Hacker News new | ask | show | jobs
by KenanSulayman 2877 days ago
Why would one use this over HAProxy?
3 comments

HAProxy is an Layer 7 (i.e. HTTP, for the most part) load balancer and only handles the use case of spreading load across multiple backends. A single instance binds to a single IP. There's no redundancy; lose the HAProxy and you lose traffic.

For true redundancy, you need a layer above that handles the distribution of traffic to multiple redundant load balancer instances, and GLB does that via ECMP (Equal-Cost Multi-Path) routing. Github supposedly uses HAProxy as their L7 load balancer.
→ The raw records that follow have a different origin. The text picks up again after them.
//! SDL2 canvas backend

use super::{FontSize, Surface};
use crate::error::HudError;
use crate::font::{bitmap_glyph_rects, bitmap_text_size, FontFace, FontSet};
use crate::raster;
use sdl2::pixels::Color;
use sdl2::rect::{Point, Rect};
use sdl2::render::{BlendMode, Canvas, TextureCreator};
use sdl2::video::{Window, WindowContext};

/// The window canvas plus the fonts text is rendered with
pub struct SdlSurface<'ttf> {
    canvas: Canvas<Window>,
    texture_creator: TextureCreator<WindowContext>,
    fonts: FontSet<'ttf>,
}

impl<'ttf> SdlSurface<'ttf> {
    pub fn new(canvas: Canvas<Window>, fonts: FontSet<'ttf>) -> Self {
        let texture_creator = canvas.texture_creator();
        SdlSurface {
            canvas,
            texture_creator,
            fonts,
        }
    }

    /// Flips the finished frame to the window
    pub fn present(&mut self) {
        self.canvas.present();
    }

    /// Sets draw color, blending only when the color is translucent
    fn apply_color(canvas: &mut Canvas<Window>, color: Color) {
        let mode = if color.a < 255 { BlendMode::Blend } else { BlendMode::None };
        canvas.set_blend_mode(mode);
        canvas.set_draw_color(color);
    }
}

impl Surface for SdlSurface<'_> {
    fn size(&self) -> (u32, u32) {
        match self.canvas.logical_size() {
            (0, 0) => self.canvas.window().size(),
            size => size,
        }
    }

    fn clear(&mut self, color: Color) -> Result<(), HudError> {
        Self::apply_color(&mut self.canvas, color);
        self.canvas.clear();
        Ok(())
    }

    fn fill_rect(&mut self, rect: Rect, color: Color) -> Result<(), HudError> {
        Self::apply_color(&mut self.canvas, color);
        self.canvas.fill_rect(rect)?;
        Ok(())
    }

    fn stroke_rect(&mut self, rect: Rect, width: u32, color: Color) -> Result<(), HudError> {
        Self::apply_color(&mut self.canvas, color);
        self.canvas.fill_rects(&raster::border_rects(rect, width))?;
        Ok(())
    }

    fn line(&mut self, from: Point, to: Point, width: u32, color: Color) -> Result<(), HudError> {
        Self::apply_color(&mut self.canvas, color);
        for (a, b) in raster::line_strokes(from, to, width) {
            self.canvas.draw_line(a, b)?;
        }
        Ok(())
    }

    fn circle(&mut self, center: Point, radius: i32, width: u32, color: Color) -> Result<(), HudError> {
        let points = raster::ring_points(center, radius, width);
        Self::apply_color(&mut self.canvas, color);
        self.canvas.draw_points(&points[..])?;
        Ok(())
    }

    fn arc(
        &mut self,
        bounds: Rect,
        start: f32,
        stop: f32,
        width: u32,
        color: Color,
    ) -> Result<(), HudError> {
        let points = raster::arc_points(bounds, start, stop, width);
        Self::apply_color(&mut self.canvas, color);
        self.canvas.draw_points(&points[..])?;
        Ok(())
    }

    fn blit_text(
        &mut self,
        text: &str,
        pos: Point,
        size: FontSize,
        color: Color,
    ) -> Result<u32, HudError> {
        // SDL2_ttf refuses to render an empty string
        if text.is_empty() {
            return Ok(0);
        }

        match self.fonts.face(size) {
            FontFace::Ttf(font) => {
                let rendered = font
                    .render(text)
                    .blended(color)
                    .map_err(|e| HudError::Sdl(e.to_string()))?;
                let texture = self
                    .texture_creator
                    .create_texture_from_surface(&rendered)
                    .map_err(|e| HudError::Sdl(e.to_string()))?;
                let (w, h) = (rendered.width(), rendered.height());
                self.canvas.set_blend_mode(BlendMode::Blend);
                self.canvas.copy(&texture, None, Rect::new(pos.x(), pos.y(), w, h))?;
                Ok(w)
            }
            FontFace::Monospace { scale } => {
                let scale = *scale;
                let rects = bitmap_glyph_rects(text, pos.x(), pos.y(), scale);
                Self::apply_color(&mut self.canvas, color);
                self.canvas.fill_rects(&rects)?;
                Ok(bitmap_text_size(text, scale).0)
            }
        }
    }

    fn text_size(&self, text: &str, size: FontSize) -> Result<(u32, u32), HudError> {
        self.fonts.text_size(text, size)
    }
}
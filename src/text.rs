//! HUD labels with optional glow
//!
//! Glow is a cheap bloom: the label is stamped in the dark green at every
//! offset of a 5x5 neighbourhood (24 blits, skipping the center), then drawn
//! once on top in its real color.

use crate::error::HudError;
use crate::palette::PIP_GREEN_DARK;
use crate::surface::{FontSize, Surface};
use sdl2::pixels::Color;
use sdl2::rect::Point;

/// Halo reaches this many pixels in each direction
const GLOW_RADIUS: i32 = 2;

/// Draws a label at `pos` (top-left), returning its rendered width.
///
/// # Example
///
/// ```rust
/// let width = draw_text(&mut surface, "STATS", Point::new(60, 25), FontSize::Medium, PIP_GREEN_BRIGHT, false)?;
/// ```
pub fn draw_text<S: Surface + ?Sized>(
    surface: &mut S,
    text: &str,
    pos: Point,
    size: FontSize,
    color: Color,
    glow: bool,
) -> Result<u32, HudError> {
    if glow {
        for dx in -GLOW_RADIUS..=GLOW_RADIUS {
            for dy in -GLOW_RADIUS..=GLOW_RADIUS {
                if dx != 0 || dy != 0 {
                    surface.blit_text(text, pos.offset(dx, dy), size, PIP_GREEN_DARK)?;
                }
            }
        }
    }

    surface.blit_text(text, pos, size, color)
}

/// Draws a label centered on `center`
pub fn draw_text_centered<S: Surface + ?Sized>(
    surface: &mut S,
    text: &str,
    center: Point,
    size: FontSize,
    color: Color,
) -> Result<u32, HudError> {
    let (w, h) = surface.text_size(text, size)?;
    let pos = center.offset(-(w as i32 / 2), -(h as i32 / 2));
    surface.blit_text(text, pos, size, color)
}
use sdl2::event::Event;
use sdl2::keyboard::Keycode;
use sdl2::EventPump;

/// What the HUD does in response to input
///
/// The display is static, so the only action is leaving.
#[derive(Debug, Clone, Copy, PartialEq, Eq)]
pub enum HudAction {
    Quit,
}

/// Translates SDL2 events into [`HudAction`]s
///
/// Window close and Escape quit; every other event is dropped.
pub struct InputSystem;

impl InputSystem {
    pub fn new() -> Self {
        InputSystem
    }

    /// Drains all pending events and returns the actions they map to
    pub fn poll_events(&self, event_pump: &mut EventPump) -> Vec<HudAction> {
        event_pump.poll_iter().filter_map(|event| self.translate(&event)).collect()
    }

    pub fn translate(&self, event: &Event) -> Option<HudAction> {
        match event {
            Event::Quit { .. } => Some(HudAction::Quit),
            Event::KeyDown { keycode: Some(key), .. } => action_for_key(*key),
            _ => None,
        }
    }
}

impl Default for InputSystem {
    fn default() -> Self {
        Self::new()
    }
}

fn action_for_key(key: Keycode) -> Option<HudAction> {
    match key {
        Keycode::Escape => Some(HudAction::Quit),
        _ => None,
    }
}
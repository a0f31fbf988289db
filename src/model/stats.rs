//! Character stats and the S.P.E.C.I.A.L. attributes
//!
//! Plain integers on purpose: the HUD shows whatever it is given, so a
//! `hp` above `max_hp` or a negative `rads` just renders as-is.

/// Fixed character record shown in the header and side labels
#[derive(Debug, Clone, PartialEq)]
pub struct CharacterStats {
    pub name: String,
    pub level: i32,
    pub hp: i32,
    pub max_hp: i32,
    pub ap: i32,
    pub max_ap: i32,
    pub rads: i32,
    pub xp: i32,
    pub next_level: i32,
    pub caps: i32,
    /// Overall condition, 0-100
    pub condition: i32,
    /// Number of active effects
    pub effects: i32,
}

/// One of the seven S.P.E.C.I.A.L. attributes
///
/// The discriminant is the attribute's index in [`SpecialAttributes`].
#[derive(Debug, Clone, Copy, PartialEq, Eq, Hash)]
pub enum Special {
    Strength,
    Perception,
    Endurance,
    Charisma,
    Intelligence,
    Agility,
    Luck,
}

impl Special {
    pub const ALL: [Special; 7] = [
        Special::Strength,
        Special::Perception,
        Special::Endurance,
        Special::Charisma,
        Special::Intelligence,
        Special::Agility,
        Special::Luck,
    ];

    /// Single-letter key used on the Pip-Boy ("S", "P", ...)
    pub fn letter(self) -> char {
        match self {
            Special::Strength => 'S',
            Special::Perception => 'P',
            Special::Endurance => 'E',
            Special::Charisma => 'C',
            Special::Intelligence => 'I',
            Special::Agility => 'A',
            Special::Luck => 'L',
        }
    }
}

/// Values for all seven attributes (1-10 by convention, never checked)
#[derive(Debug, Clone, Copy, PartialEq, Eq)]
pub struct SpecialAttributes {
    values: [i32; 7],
}

impl SpecialAttributes {
    /// Values in S, P, E, C, I, A, L order
    pub fn new(values: [i32; 7]) -> Self {
        SpecialAttributes { values }
    }

    pub fn get(&self, attribute: Special) -> i32 {
        self.values[attribute as usize]
    }

    /// Iterates `(letter, value)` pairs in S.P.E.C.I.A.L. order
    pub fn iter(&self) -> impl Iterator<Item = (char, i32)> + '_ {
        Special::ALL.iter().map(move |&attr| (attr.letter(), self.get(attr)))
    }
}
All of this thoroughly explained in the article.

I thought best practice for HAproxy was to run two HAProxy's in parallel with VRRP or DNS load balancing?

Does that not achieve the same outcome? I've used HAProxy for layer 4 in the past without any issue this way.
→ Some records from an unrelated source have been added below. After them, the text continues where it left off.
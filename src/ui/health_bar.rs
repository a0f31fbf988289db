//! Limb health bar component
//!
//! A small horizontal gauge drawn next to each limb of the figure diagram:
//! dark track, colored border, proportional fill. Bars are stateless and
//! reused for every limb, only the style is stored.
//!
//! # Example
//!
//! ```rust
//! let bar = HealthBar::new();
//! bar.render(&mut surface, Point::new(560, 120), snapshot.body_parts.head)?;
//! ```

use crate::error::HudError;
use crate::palette::{health_color, PIP_GREEN_DARK};
use crate::surface::Surface;
use sdl2::pixels::Color;
use sdl2::rect::Rect;
use sdl2::rect::Point;

/// Configuration for health bar appearance
#[derive(Debug, Clone)]
pub struct HealthBarStyle {
    /// Bar width in pixels
    pub width: u32,

    /// Bar height in pixels
    pub height: u32,

    /// Track color (shown where health is missing)
    pub background_color: Color,

    /// Border thickness in pixels (0 = no border)
    pub border_thickness: u32,
}

impl Default for HealthBarStyle {
    fn default() -> Self {
        HealthBarStyle {
            width: 80,
            height: 12,
            background_color: PIP_GREEN_DARK,
            border_thickness: 2,
        }
    }
}

pub struct HealthBar {
    style: HealthBarStyle,
}

impl HealthBar {
    /// Creates a health bar with the default 80x12 style
    pub fn new() -> Self {
        HealthBar {
            style: HealthBarStyle::default(),
        }
    }

    #[cfg(test)]
    pub fn with_style(style: HealthBarStyle) -> Self {
        HealthBar { style }
    }

    pub fn style(&self) -> &HealthBarStyle {
        &self.style
    }

    /// Draws the bar with its top-left corner at `origin` for a 0-100 `value`.
    ///
    /// Border and fill take the limb's health color. Values outside 0-100 are
    /// not clamped: a negative value draws no fill, a value above 100 overflows
    /// the track.
    pub fn render<S: Surface + ?Sized>(
        &self,
        surface: &mut S,
        origin: Point,
        value: i32,
    ) -> Result<(), HudError> {
        let color = health_color(value);
        let track = Rect::new(origin.x(), origin.y(), self.style.width, self.style.height);

        surface.fill_rect(track, self.style.background_color)?;

        if self.style.border_thickness > 0 {
            surface.stroke_rect(track, self.style.border_thickness, color)?;
        }

        let fill = fill_width(value, self.style.width);
        if fill > 0 {
            let fill_rect = Rect::new(origin.x(), origin.y(), fill as u32, self.style.height);
            surface.fill_rect(fill_rect, color)?;
        }

        Ok(())
    }
}

impl Default for HealthBar {
    fn default() -> Self {
        Self::new()
    }
}

/// Filled width for `value` percent of a `bar_width` bar, rounded to the
/// nearest pixel
pub fn fill_width(value: i32, bar_width: u32) -> i32 {
    (value as f32 / 100.0 * bar_width as f32).round() as i32
}
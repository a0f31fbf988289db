//! CRT post-process overlays
//!
//! Drawn after every panel, in this order: scanline mask, flicker wash,
//! glitch lines. All three read the animation state but never change it.

use crate::animation::AnimationState;
use crate::error::HudError;
use crate::palette::{PIP_GREEN_BRIGHT, SCANLINE};
use crate::surface::Surface;
use sdl2::pixels::Color;
use sdl2::rect::{Point, Rect};

/// Rows between the tops of consecutive scanlines
pub const SCANLINE_STRIDE: usize = 4;
const SCANLINE_THICKNESS: u32 = 2;

/// Flicker intensity (max 0.5) maps to alpha by this factor
const FLICKER_ALPHA_SCALE: f32 = 10.0;

const GLITCH_LINES: usize = 3;

pub fn draw_scanlines<S: Surface + ?Sized>(surface: &mut S) -> Result<(), HudError> {
    let (w, h) = surface.size();
    for y in (0..h as i32).step_by(SCANLINE_STRIDE) {
        surface.fill_rect(Rect::new(0, y, w, SCANLINE_THICKNESS), SCANLINE)?;
    }
    Ok(())
}

/// Alpha of the white flicker wash for a given intensity
pub fn flicker_alpha(intensity: f32) -> u8 {
    (intensity * FLICKER_ALPHA_SCALE) as u8
}

/// Full-surface translucent white wash; skipped while intensity is zero
pub fn draw_flicker<S: Surface + ?Sized>(surface: &mut S, intensity: f32) -> Result<(), HudError> {
    if intensity <= 0.0 {
        return Ok(());
    }
    let (w, h) = surface.size();
    let wash = Color::RGBA(255, 255, 255, flicker_alpha(intensity));
    surface.fill_rect(Rect::new(0, 0, w, h), wash)
}

/// Rows hit by the glitch on `ticks_ms`, all on the same tick-derived row.
/// Empty on a zero-height surface.
pub fn glitch_rows(ticks_ms: u32, height: u32) -> Vec<i32> {
    if height == 0 {
        return Vec::new();
    }
    vec![(ticks_ms % height) as i32; GLITCH_LINES]
}

/// Bright full-width lines, only while the glitch gate is open
pub fn draw_glitch<S: Surface + ?Sized>(
    surface: &mut S,
    animation: &AnimationState,
    ticks_ms: u32,
) -> Result<(), HudError> {
    if !animation.glitch_active(ticks_ms) {
        return Ok(());
    }

    let (w, h) = surface.size();
    for y in glitch_rows(ticks_ms, h) {
        surface.line(Point::new(0, y), Point::new(w as i32, y), 2, PIP_GREEN_BRIGHT)?;
    }
    Ok(())
}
It does but that setup runs into limits on throughput of individual servers, and doesn't have the same drain/fill/failover capabilities discussed in the article.
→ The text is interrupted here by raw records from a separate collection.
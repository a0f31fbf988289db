//! In-memory surface that records draw calls
//!
//! Tests render panels into a `Recorder` and then look at the command list:
//! which colors were used, where text landed, how many blits a label took.
//! Text is measured with the bitmap face, the same metrics the real window
//! falls back to.

use super::{FontSize, Surface, SCREEN_HEIGHT, SCREEN_WIDTH};
use crate::error::HudError;
use crate::font::{bitmap_text_size, FontFace};
use sdl2::pixels::Color;
use sdl2::rect::{Point, Rect};

#[derive(Debug, Clone, PartialEq)]
pub enum DrawCommand {
    Clear(Color),
    FillRect { rect: Rect, color: Color },
    StrokeRect { rect: Rect, width: u32, color: Color },
    Line { from: Point, to: Point, width: u32, color: Color },
    Circle { center: Point, radius: i32, width: u32, color: Color },
    Arc { bounds: Rect, start: f32, stop: f32, width: u32, color: Color },
    Text { text: String, pos: Point, size: FontSize, color: Color },
}

impl DrawCommand {
    pub fn color(&self) -> Color {
        match self {
            DrawCommand::Clear(color) => *color,
            DrawCommand::FillRect { color, .. }
            | DrawCommand::StrokeRect { color, .. }
            | DrawCommand::Line { color, .. }
            | DrawCommand::Circle { color, .. }
            | DrawCommand::Arc { color, .. }
            | DrawCommand::Text { color, .. } => *color,
        }
    }
}

pub struct Recorder {
    width: u32,
    height: u32,
    commands: Vec<DrawCommand>,
}

impl Recorder {
    pub fn new() -> Self {
        Recorder::with_size(SCREEN_WIDTH, SCREEN_HEIGHT)
    }

    pub fn with_size(width: u32, height: u32) -> Self {
        Recorder {
            width,
            height,
            commands: Vec::new(),
        }
    }

    pub fn commands(&self) -> &[DrawCommand] {
        &self.commands
    }

    /// All recorded text blits as (text, pos, color)
    pub fn texts(&self) -> Vec<(&str, Point, Color)> {
        self.commands
            .iter()
            .filter_map(|cmd| match cmd {
                DrawCommand::Text { text, pos, color, .. } => Some((text.as_str(), *pos, *color)),
                _ => None,
            })
            .collect()
    }

    fn scale(size: FontSize) -> u32 {
        match FontFace::monospace_for(size.points()) {
            FontFace::Monospace { scale } => scale,
            FontFace::Ttf(_) => 1,
        }
    }
}

impl Surface for Recorder {
    fn size(&self) -> (u32, u32) {
        (self.width, self.height)
    }

    fn clear(&mut self, color: Color) -> Result<(), HudError> {
        self.commands.push(DrawCommand::Clear(color));
        Ok(())
    }

    fn fill_rect(&mut self, rect: Rect, color: Color) -> Result<(), HudError> {
        self.commands.push(DrawCommand::FillRect { rect, color });
        Ok(())
    }

    fn stroke_rect(&mut self, rect: Rect, width: u32, color: Color) -> Result<(), HudError> {
        self.commands.push(DrawCommand::StrokeRect { rect, width, color });
        Ok(())
    }

    fn line(&mut self, from: Point, to: Point, width: u32, color: Color) -> Result<(), HudError> {
        self.commands.push(DrawCommand::Line { from, to, width, color });
        Ok(())
    }

    fn circle(&mut self, center: Point, radius: i32, width: u32, color: Color) -> Result<(), HudError> {
        self.commands.push(DrawCommand::Circle { center, radius, width, color });
        Ok(())
    }

    fn arc(
        &mut self,
        bounds: Rect,
        start: f32,
        stop: f32,
        width: u32,
        color: Color,
    ) -> Result<(), HudError> {
        self.commands.push(DrawCommand::Arc { bounds, start, stop, width, color });
        Ok(())
    }

    fn blit_text(
        &mut self,
        text: &str,
        pos: Point,
        size: FontSize,
        color: Color,
    ) -> Result<u32, HudError> {
        self.commands.push(DrawCommand::Text {
            text: text.to_string(),
            pos,
            size,
            color,
        });
        Ok(bitmap_text_size(text, Self::scale(size)).0)
    }

    fn text_size(&self, text: &str, size: FontSize) -> Result<(u32, u32), HudError> {
        Ok(bitmap_text_size(text, Self::scale(size)))
    }
}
To be clear, the HAProxy+vrrp+dns is often a better solution, but this describes an interesting design for a load balancing system that can handle many orders of magnitude more traffic and have maintenance without breaking established connections (one of it's core design features)

Imagine if you need a lot more than two HAProxies and they aren't in the same rack/subnet; that's where more sophisticated techniques come in.
I have very successfully in the past and still do use HAProxy as level 4 LB. It's one of the fastest to my knowledge. I have used HAProxy as entry to big Mesos clusters without any issue before.

One example of using HAProxy as L4 LB instead of letting it do the termination is when it is proxying TLS traffic from and to multiple backends. Or Websocket. Or even as bastion LB for SSH should one bastion go down.

It's not that HAProxy doesn't do L4. As I said, projects like GLB solves how to make the load balancer itself redundant; how to load balance the load balancer, so to speak.
For the cost of a ton of added complexity though? What do you get out of this solution that other solutions don't provide? Say DNS load-balancing, VRRP, CARP, or any other HA solution.
Not for most companies, but Github's scalability requirements are pretty extensive, and really cry out for something more sophisticated than the technologies you mention.

This stuff isn't exactly new; it's essentially the Maglev system described by Google in a 2016 paper. Other companies are now catching up to Google (which is of course 2+ years ahead).

well you can't have 100% redudancy without a virtual ip or bgp. so basically glb-director is the same as just using haproxy + bgp. (bgp can basically do anycast/ecmp multipath really easily. well you still need redudant network routers.)
basically glb-director is the same as just using haproxy + bgp

BGP (really ECMP) doesn't handle failures gracefully; that's the benefit of GLB.

Wouldn't it be possible to use DNS for this, with multiple A entries per LB, a TTL of 30 or 60? And remove unhealthy servers from the list? That would even come with IPv6 support.

Then you could address the LB with an address like some-service.lb.intranet and just use that where ever you would use the original service.

Designs such as GLB can (I haven't looked deeply enough in GLB specifically to see if they can do it or not, but I would assume so) handle director level failures mid-flow, i.e. connection won't be interrupted even if one them dies (packet losses are still likely, but TCP will take care of them). That allows a lot faster recovery than solutions that depend on client's DNS settings.

Additionally DNS will leave your load balancing at the mercy of ISPs DNS server settings. At least in the past it wasn't exactly unheard of that ISPs only cached single A entry so all of their clients would be directed to single server.

That said, DNS based load balancing is generally good enough solution for most of people.

Problem here is you assume that every client honors the TTL. That is a very bad assumption to make.
DNS failover works well in practice.
DNS failover looks like a neat idea, but does not work well that good. Until a new DNS entry propagates it could take a really really long time. also using anycast/ecmp via bgp means that you have a single ip that is highly redudant because it can be backed by many servers.
>GLB Director does not replace services like haproxy and nginx, but rather is a layer in front of these services (or any TCP service) that allows them to scale across multiple physical machines without requiring each machine to have unique IP addresses.

It's right there in 2nd paragraph.

From the article:

>GLB Director does not replace services like haproxy and nginx, but rather is a layer in front of these services (or any TCP service) that allows them to scale across multiple physical machines without requiring each machine to have unique IP addresses.

Yes, I get that. But in Mesos, for instance, you could use overlay-networks to get one virtual IP per HAProxy cluster (i.e. 3 HAProxy instances). They are then round-robin'd on each server in the whole cluster so that you have a transparent LB with a singular IP.
Round-robin routing is one way that really doesn't cut it at the level of scale that Github and others operate at. Overlay networks also typically have no notion of load and how to send traffic to the hop with the least amount of load.
Use least connections for HTTP load balancing, it is load aware.
That's an HAProxy option. What do you do to load-balance HAProxy itself? That's what the article about.